TASK DETAILS: Scan the entries and copy each line where the word "integerdivide" is present.

SUPPLIED MATERIAL:
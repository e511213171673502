//! Lead repository port (driven/secondary port)

use crate::domain::{newtypes::LeadId, CallStateUpdate, Lead, PhoneLookup};

/// Port trait for lead persistence
#[async_trait::async_trait]
pub trait ILeadRepository: Send + Sync {
    /// Saves a lead (insert or replace)
    async fn save_lead(&self, lead: &Lead) -> anyhow::Result<()>;

    /// Retrieves a lead by id
    async fn get_lead(&self, id: &LeadId) -> anyhow::Result<Option<Lead>>;

    /// Finds leads whose phone satisfies any key of `lookup`
    ///
    /// Evaluated as a single disjunctive query, ordered by creation time.
    /// At most `limit` rows are returned.
    async fn find_leads_by_phone(
        &self,
        lookup: &PhoneLookup,
        limit: u32,
    ) -> anyhow::Result<Vec<Lead>>;

    /// Writes the call-state fields of one lead
    async fn update_call_state(&self, id: &LeadId, update: &CallStateUpdate)
        -> anyhow::Result<()>;
}
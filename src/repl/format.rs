//! Output styling and fixed text for the REPL.

use std::fmt::Write;

use crossterm::style::Stylize;

use crate::model::Calculation;
use crate::operation::Operation;

/// How a line of output should look.
#[derive(Debug, Clone, Copy)]
pub(super) enum Tone {
    Success,
    Error,
    Notice,
    Banner,
    Plain,
}

/// Style `text` for the terminal, or leave it plain when color is off.
pub(super) fn paint(tone: Tone, text: &str, color: bool) -> String {
    if !color {
        return text.to_string();
    }
    match tone {
        Tone::Success => text.green().to_string(),
        Tone::Error => text.red().to_string(),
        Tone::Notice => text.yellow().to_string(),
        Tone::Banner => text.cyan().bold().to_string(),
        Tone::Plain => text.to_string(),
    }
}

pub(super) fn format_history(history: &[Calculation]) -> String {
    let mut out = String::from("Calculation History:");
    for (i, calc) in history.iter().enumerate() {
        // Writing to a String cannot fail.
        let _ = write!(out, "\n  {}. {calc}", i + 1);
    }
    out
}

pub(super) fn help_text() -> String {
    let operations = Operation::ALL
        .iter()
        .map(|op| op.command_name())
        .collect::<Vec<_>>()
        .join("/");
    format!(
        "Available Commands:\n  \
         {operations} <a> <b>\n  \
         history       : Display the calculation history for this session.\n  \
         clear         : Clear the session history.\n  \
         undo / redo   : Undo or redo the last calculation.\n  \
         save / load   : Manually save or load the session history.\n  \
         help          : Show this help message.\n  \
         exit          : Exit the calculator."
    )
}
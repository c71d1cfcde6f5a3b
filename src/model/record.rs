//! History record: the persisted form of a calculation.

use jiff::Timestamp;
use serde::{Deserialize, Serialize};

use crate::operation::{self, Operation};

use super::Calculation;

/// One line of a history file.
///
/// The operation is stored by name and re-resolved through the registry
/// when the record is turned back into a [`Calculation`].
#[derive(Debug, Clone, PartialEq, Serialize, Deserialize)]
pub struct HistoryRecord {
    pub timestamp: Timestamp,
    pub operation_name: String,
    pub operand_a: f64,
    pub operand_b: f64,
    pub result: f64,
}

impl HistoryRecord {
    /// Record a calculation as of now.
    pub fn from_calculation(calc: &Calculation) -> Self {
        Self::at(calc, Timestamp::now())
    }

    pub fn at(calc: &Calculation, timestamp: Timestamp) -> Self {
        Self {
            timestamp,
            operation_name: calc.operation.command_name().to_string(),
            operand_a: calc.a,
            operand_b: calc.b,
            result: calc.result,
        }
    }

    /// Rebuild the calculation, resolving the operation by name.
    pub fn to_calculation(&self) -> operation::Result<Calculation> {
        let op = Operation::from_name(&self.operation_name)?;
        Ok(Calculation::new(
            self.operand_a,
            self.operand_b,
            op,
            self.result,
        ))
    }
}
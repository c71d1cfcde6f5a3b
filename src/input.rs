//! Operand validation for calculation commands.
//!
//! Runs before anything reaches the calculator, so the calculator only
//! ever sees two finite numbers within the configured range.

/// Malformed or out-of-range operand input.
#[derive(Debug, Clone, PartialEq, thiserror::Error)]
pub enum ValidationError {
    #[error("exactly two numerical arguments are required, got {0}")]
    WrongArgumentCount(usize),

    #[error("'{0}' is not a valid number")]
    NotANumber(String),

    #[error("operands must be between -{max} and {max}, got {value}")]
    OutOfRange { value: f64, max: f64 },
}

/// Parse exactly two operands and check them against `max_input_value`.
pub fn validate_operands<S: AsRef<str>>(
    args: &[S],
    max_input_value: f64,
) -> Result<(f64, f64), ValidationError> {
    let [a, b] = args else {
        return Err(ValidationError::WrongArgumentCount(args.len()));
    };
    Ok((
        parse_operand(a.as_ref(), max_input_value)?,
        parse_operand(b.as_ref(), max_input_value)?,
    ))
}

fn parse_operand(raw: &str, max: f64) -> Result<f64, ValidationError> {
    let value: f64 = raw
        .trim()
        .parse()
        .map_err(|_| ValidationError::NotANumber(raw.to_string()))?;
    if !value.is_finite() || value.abs() > max {
        return Err(ValidationError::OutOfRange { value, max });
    }
    Ok(value)
}
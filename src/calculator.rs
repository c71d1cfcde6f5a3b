//! The calculator: current result, undo/redo, and observer fan-out.
//!
//! Every successful [`Calculator::execute`] saves a [`Snapshot`] of the new
//! result and notifies observers. A failed one changes nothing: the result,
//! both history stacks, and the last calculation stay as they were.
//! Undo and redo never touch the operation registry; they only move
//! between snapshots.

use log::{debug, info, warn};

use crate::history::HistoryManager;
use crate::model::{Calculation, Snapshot};
use crate::observer::{CalculatorView, Observer, ObserverId};
use crate::operation::{self, Operation};

/// A single-session calculator.
pub struct Calculator {
    current_result: f64,
    history: HistoryManager,
    last_calculation: Option<Calculation>,
    observers: Vec<(ObserverId, Box<dyn Observer>)>,
    next_observer_id: u64,
}

impl Default for Calculator {
    fn default() -> Self {
        Self::new()
    }
}

impl Calculator {
    /// A calculator at 0.0, with that genesis state already in history.
    pub fn new() -> Self {
        let mut calculator = Self {
            current_result: 0.0,
            history: HistoryManager::new(),
            last_calculation: None,
            observers: Vec::new(),
            next_observer_id: 0,
        };
        let genesis = calculator.create_snapshot();
        calculator.history.save(genesis);
        calculator
    }

    pub fn current_result(&self) -> f64 {
        self.current_result
    }

    pub fn last_calculation(&self) -> Option<&Calculation> {
        self.last_calculation.as_ref()
    }

    pub fn history(&self) -> &HistoryManager {
        &self.history
    }

    // ── Snapshots ──

    /// Capture the current result.
    pub fn create_snapshot(&self) -> Snapshot {
        Snapshot::new(self.current_result)
    }

    /// Restore the current result from a snapshot.
    pub fn restore(&mut self, snapshot: Snapshot) {
        self.current_result = snapshot.state();
    }

    // ── Execution ──

    /// Run `operation_name` on `a` and `b`.
    ///
    /// On success the result becomes current, is saved to history, and
    /// observers are notified before this returns. On failure nothing
    /// changes and the error is returned.
    pub fn execute(
        &mut self,
        operation_name: &str,
        a: f64,
        b: f64,
    ) -> operation::Result<Calculation> {
        let op = Operation::from_name(operation_name)?;
        let result = op.calculate(a, b)?;

        self.current_result = result;
        let snapshot = self.create_snapshot();
        self.history.save(snapshot);
        let calculation = Calculation::new(a, b, op, result);
        self.last_calculation = Some(calculation);
        debug!("executed {calculation}");

        self.notify_observers(&calculation);
        Ok(calculation)
    }

    /// Step back to the previous result.
    ///
    /// Returns the restored result, or `None` when there is nothing to undo.
    pub fn undo(&mut self) -> Option<f64> {
        let snapshot = self.history.undo()?;
        self.restore(snapshot);
        debug!("undo: result is now {}", self.current_result);
        Some(self.current_result)
    }

    /// Step forward to the most recently undone result.
    ///
    /// Returns the restored result, or `None` when there is nothing to redo.
    pub fn redo(&mut self) -> Option<f64> {
        let snapshot = self.history.redo()?;
        self.restore(snapshot);
        debug!("redo: result is now {}", self.current_result);
        Some(self.current_result)
    }

    // ── Observers ──

    /// Add an observer. Observers are notified in registration order.
    pub fn register_observer(&mut self, observer: Box<dyn Observer>) -> ObserverId {
        let id = ObserverId(self.next_observer_id);
        self.next_observer_id += 1;
        info!("registered observer: {}", observer.name());
        self.observers.push((id, observer));
        id
    }

    /// Remove an observer, returning it.
    ///
    /// Unknown handles are a no-op and return `None`.
    pub fn unregister_observer(&mut self, id: ObserverId) -> Option<Box<dyn Observer>> {
        let Some(index) = self.observers.iter().position(|(oid, _)| *oid == id) else {
            warn!("observer {id:?} not found; nothing to unregister");
            return None;
        };
        let (_, observer) = self.observers.remove(index);
        info!("unregistered observer: {}", observer.name());
        Some(observer)
    }

    pub fn observer_count(&self) -> usize {
        self.observers.len()
    }

    fn notify_observers(&mut self, calculation: &Calculation) {
        let view = CalculatorView {
            last_calculation: calculation,
            current_result: self.current_result,
        };
        for (_, observer) in &mut self.observers {
            if let Err(e) = observer.update(&view) {
                warn!("observer {} failed: {e}", observer.name());
            }
        }
    }
}
//! Command-line text to REPL commands.

use crate::operation::Operation;

/// One parsed line of REPL input.
#[derive(Debug, Clone, PartialEq)]
pub enum Command<'a> {
    /// A calculation with its raw, unvalidated operands.
    Calculate {
        operation: Operation,
        args: Vec<&'a str>,
    },
    Undo,
    Redo,
    History,
    Clear,
    Save,
    Load,
    Help,
    Exit,
    Unknown(String),
}

impl<'a> Command<'a> {
    /// Parse a line. Returns `None` for blank input.
    ///
    /// The first word, lowercased, names the command; the rest are arguments.
    /// Calculations are named only by their command name (`int_divide`).
    pub fn parse(line: &'a str) -> Option<Self> {
        let mut words = line.split_whitespace();
        let name = words.next()?.to_lowercase();

        let command = match name.as_str() {
            "undo" => Self::Undo,
            "redo" => Self::Redo,
            "history" => Self::History,
            "clear" => Self::Clear,
            "save" => Self::Save,
            "load" => Self::Load,
            "help" => Self::Help,
            "exit" => Self::Exit,
            _ => match Operation::ALL
                .into_iter()
                .find(|op| op.command_name() == name)
            {
                Some(operation) => Self::Calculate {
                    operation,
                    args: words.collect(),
                },
                None => Self::Unknown(name.clone()),
            },
        };
        Some(command)
    }
}
//! Calculation: one completed operation and its result.

use std::fmt;

use crate::operation::Operation;

/// Two operands, the operation applied to them, and the result.
#[derive(Debug, Clone, Copy, PartialEq)]
pub struct Calculation {
    pub a: f64,
    pub b: f64,
    pub operation: Operation,
    pub result: f64,
}

impl Calculation {
    pub fn new(a: f64, b: f64, operation: Operation, result: f64) -> Self {
        Self {
            a,
            b,
            operation,
            result,
        }
    }
}

impl fmt::Display for Calculation {
    /// Renders as `10.0 add 5.0 = 15.0`, naming the operation in lowercase
    /// (`integerdivide`, `absolutedifference`).
    fn fmt(&self, f: &mut fmt::Formatter<'_>) -> fmt::Result {
        write!(
            f,
            "{} {} {} = {}",
            format_number(self.a),
            self.operation.display_name().to_ascii_lowercase(),
            format_number(self.b),
            format_number(self.result)
        )
    }
}

/// Render a number with at least one fractional digit (`15.0`, `2.5`).
pub fn format_number(value: f64) -> String {
    // `Debug` keeps the trailing `.0` that `Display` drops.
    format!("{value:?}")
}

#[cfg(test)]
mod tests {
    use super::*;

    #[test]
    fn renders_operands_operation_and_result() {
        let calc = Calculation::new(10.0, 5.0, Operation::Add, 15.0);
        assert_eq!(calc.to_string(), "10.0 add 5.0 = 15.0");
    }

    #[test]
    fn renders_lowercased_operation_name() {
        let cases = [
            (Operation::IntegerDivide, "7.0 integerdivide 2.0 = 3.0"),
            (Operation::Percentage, "7.0 percentage 2.0 = 3.0"),
            (Operation::AbsoluteDifference, "7.0 absolutedifference 2.0 = 3.0"),
        ];
        for (op, expected) in cases {
            let calc = Calculation::new(7.0, 2.0, op, 3.0);
            assert_eq!(calc.to_string(), expected);
        }
    }

    #[test]
    fn renders_fractions_and_negatives() {
        let calc = Calculation::new(-1.5, 0.25, Operation::Multiply, -0.375);
        assert_eq!(calc.to_string(), "-1.5 multiply 0.25 = -0.375");
    }
}
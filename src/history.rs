//! Undo/redo history of calculator snapshots.
//!
//! Two stacks: `undo` holds every reachable state oldest first, with the
//! current state on top; `redo` holds undone states, most recent on top.
//! The bottom of `undo` is the genesis state and is never popped.
//! Saving a new state discards everything on `redo`.

use crate::model::Snapshot;

/// Stores snapshots for the calculator without interpreting them.
#[derive(Debug, Default)]
pub struct HistoryManager {
    undo: Vec<Snapshot>,
    redo: Vec<Snapshot>,
}

impl HistoryManager {
    pub fn new() -> Self {
        Self::default()
    }

    /// Push a new current state and drop any redo history.
    pub fn save(&mut self, snapshot: Snapshot) {
        self.undo.push(snapshot);
        self.redo.clear();
    }

    /// Step back one state.
    ///
    /// Returns the state to restore, or `None` when only the genesis
    /// state remains.
    pub fn undo(&mut self) -> Option<Snapshot> {
        if self.undo.len() < 2 {
            return None;
        }
        let current = self.undo.pop()?;
        self.redo.push(current);
        self.undo.last().copied()
    }

    /// Step forward to the most recently undone state.
    pub fn redo(&mut self) -> Option<Snapshot> {
        let snapshot = self.redo.pop()?;
        self.undo.push(snapshot);
        Some(snapshot)
    }

    pub fn can_undo(&self) -> bool {
        self.undo.len() >= 2
    }

    pub fn can_redo(&self) -> bool {
        !self.redo.is_empty()
    }

    pub fn undo_len(&self) -> usize {
        self.undo.len()
    }

    pub fn redo_len(&self) -> usize {
        self.redo.len()
    }
}

#[cfg(test)]
mod tests {
    use super::*;

    fn history_with(states: &[f64]) -> HistoryManager {
        let mut history = HistoryManager::new();
        for &s in states {
            history.save(Snapshot::new(s));
        }
        history
    }

    #[test]
    fn undo_returns_previous_state() {
        let mut history = history_with(&[0.0, 15.0, 12.0]);

        assert_eq!(history.undo(), Some(Snapshot::new(15.0)));
        assert_eq!(history.undo(), Some(Snapshot::new(0.0)));
        assert_eq!(history.undo_len(), 1);
        assert_eq!(history.redo_len(), 2);
    }

    #[test]
    fn undo_never_pops_genesis() {
        let mut history = history_with(&[0.0]);

        assert_eq!(history.undo(), None);
        assert_eq!(history.undo(), None);
        assert_eq!(history.undo_len(), 1);
        assert!(!history.can_undo());
    }

    #[test]
    fn undo_on_empty_history_is_none() {
        let mut history = HistoryManager::new();
        assert_eq!(history.undo(), None);
        assert_eq!(history.redo(), None);
    }

    #[test]
    fn redo_replays_undone_states_in_order() {
        let mut history = history_with(&[0.0, 15.0, 12.0]);
        history.undo();
        history.undo();

        assert_eq!(history.redo(), Some(Snapshot::new(15.0)));
        assert_eq!(history.redo(), Some(Snapshot::new(12.0)));
        assert_eq!(history.redo(), None);
        assert_eq!(history.undo_len(), 3);
    }

    #[test]
    fn save_discards_redo_branch() {
        let mut history = history_with(&[0.0, 15.0, 20.0]);
        history.undo();
        assert!(history.can_redo());

        history.save(Snapshot::new(20.0));

        assert!(!history.can_redo());
        assert_eq!(history.redo(), None);
        assert_eq!(history.undo_len(), 3);
    }
}
//! Snapshot: a captured calculator result.

/// Immutable capture of the calculator's current result.
///
/// Knows nothing about how the value was reached.
#[derive(Debug, Clone, Copy, PartialEq)]
pub struct Snapshot {
    state: f64,
}

impl Snapshot {
    pub fn new(state: f64) -> Self {
        Self { state }
    }

    /// The captured result.
    pub fn state(self) -> f64 {
        self.state
    }
}
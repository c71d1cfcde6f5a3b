//! Auto-save: keeps the session's calculations on disk as they happen.

use crate::model::HistoryRecord;
use crate::storage::{AUTO_SAVE_FILE, Storage};

use super::{CalculatorView, Observer, ObserverError};

/// Records every calculation and rewrites the auto-save file.
///
/// Does nothing when disabled. Keeps at most `max_records`, dropping the
/// oldest first.
#[derive(Debug)]
pub struct AutoSaveObserver {
    storage: Storage,
    enabled: bool,
    max_records: usize,
    records: Vec<HistoryRecord>,
}

impl AutoSaveObserver {
    pub fn new(storage: Storage, enabled: bool, max_records: usize) -> Self {
        Self {
            storage,
            enabled,
            max_records,
            records: Vec::new(),
        }
    }

    pub fn records(&self) -> &[HistoryRecord] {
        &self.records
    }
}

impl Observer for AutoSaveObserver {
    fn name(&self) -> &'static str {
        "AutoSaveObserver"
    }

    fn update(&mut self, view: &CalculatorView<'_>) -> Result<(), ObserverError> {
        if !self.enabled {
            return Ok(());
        }

        self.records
            .push(HistoryRecord::from_calculation(view.last_calculation));
        if self.records.len() > self.max_records {
            let excess = self.records.len() - self.max_records;
            self.records.drain(..excess);
        }

        self.storage.save_history(AUTO_SAVE_FILE, &self.records)?;
        Ok(())
    }
}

EXPECTED OUTPUT:
    /// (`integerdivide`, `absolutedifference`).
            (Operation::IntegerDivide, "7.0 integerdivide 2.0 = 3.0"),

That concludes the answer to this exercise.